(Saved data entries)

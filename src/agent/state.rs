use std::fmt;

use serde::{Deserialize, Serialize};

/// States of one investigation.
///
/// `Thinking` asks the reasoning step for its next move; a file request moves
/// to `RequestingFile` and back, a final answer moves through `Answering` to
/// `Done`.
#[derive(Debug, Clone, Copy, PartialEq, Eq, Serialize, Deserialize)]
#[serde(rename_all = "snake_case")]
pub enum AgentState {
    Thinking,
    RequestingFile,
    Answering,
    Done,
}

impl fmt::Display for AgentState {
    fn fmt(&self, f: &mut fmt::Formatter<'_>) -> fmt::Result {
        match self {
            AgentState::Thinking => write!(f, "THINKING"),
            AgentState::RequestingFile => write!(f, "REQUESTING_FILE"),
            AgentState::Answering => write!(f, "ANSWERING"),
            AgentState::Done => write!(f, "DONE"),
        }
    }
}

impl AgentState {
    /// Whether moving from this state to `next` is a legal step.
    ///
    /// Valid transitions:
    /// - `Thinking` -> `RequestingFile` | `Answering`
    /// - `RequestingFile` -> `Thinking`
    /// - `Answering` -> `Done`
    /// - `Done` is terminal
    pub fn can_transition_to(&self, next: &AgentState) -> bool {
        match self {
            AgentState::Thinking => {
                matches!(next, AgentState::RequestingFile | AgentState::Answering)
            }
            AgentState::RequestingFile => matches!(next, AgentState::Thinking),
            AgentState::Answering => matches!(next, AgentState::Done),
            AgentState::Done => false,
        }
    }

    pub fn valid_transitions(&self) -> Vec<AgentState> {
        match self {
            AgentState::Thinking => vec![AgentState::RequestingFile, AgentState::Answering],
            AgentState::RequestingFile => vec![AgentState::Thinking],
            AgentState::Answering => vec![AgentState::Done],
            AgentState::Done => vec![],
        }
    }

    pub fn is_terminal(&self) -> bool {
        matches!(self, AgentState::Done)
    }
}

/// Records the states an investigation passes through and rejects illegal
/// steps.
#[derive(Debug, Clone)]
pub struct StateMachine {
    current: AgentState,
    trail: Vec<AgentState>,
}

impl Default for StateMachine {
    fn default() -> Self {
        Self {
            current: AgentState::Thinking,
            trail: vec![AgentState::Thinking],
        }
    }
}

impl StateMachine {
    pub fn new() -> Self {
        Self::default()
    }

    pub fn current(&self) -> AgentState {
        self.current
    }

    /// Every state entered so far, starting with `Thinking`.
    pub fn trail(&self) -> &[AgentState] {
        &self.trail
    }

    pub fn advance(&mut self, next: AgentState) -> Result<(), String> {
        if !self.current.can_transition_to(&next) {
            return Err(format!(
                "invalid agent transition: {} -> {next}",
                self.current
            ));
        }
        self.current = next;
        self.trail.push(next);
        Ok(())
    }
}

/// Why an investigation stopped.
#[derive(Debug, Clone, Copy, PartialEq, Eq, Serialize, Deserialize)]
#[serde(rename_all = "snake_case")]
pub enum Termination {
    /// The reasoning step produced a final answer on its own
    Answered,
    /// A path was requested a second time; answer forced from existing evidence
    DuplicateRequest,
    /// The file-request bound was reached; answer forced from existing evidence
    RoundsExhausted,
}

impl Termination {
    /// Caveat shown with answers from an investigation that was cut short.
    pub fn caveat(&self) -> Option<&'static str> {
        match self {
            Termination::Answered => None,
            Termination::DuplicateRequest => Some(
                "The investigation stopped when a file was requested a second time; \
                 this answer uses only the evidence gathered up to that point.",
            ),
            Termination::RoundsExhausted => Some(
                "The investigation was cut short after reaching the file request limit; \
                 this answer may be incomplete.",
            ),
        }
    }

    pub fn is_partial(&self) -> bool {
        !matches!(self, Termination::Answered)
    }
}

Aim of the task:
Among the lines above, find the ones containing "stopped" and copy them.

Task output:
/// Why an investigation stopped.
                "The investigation stopped when a file was requested a second time; \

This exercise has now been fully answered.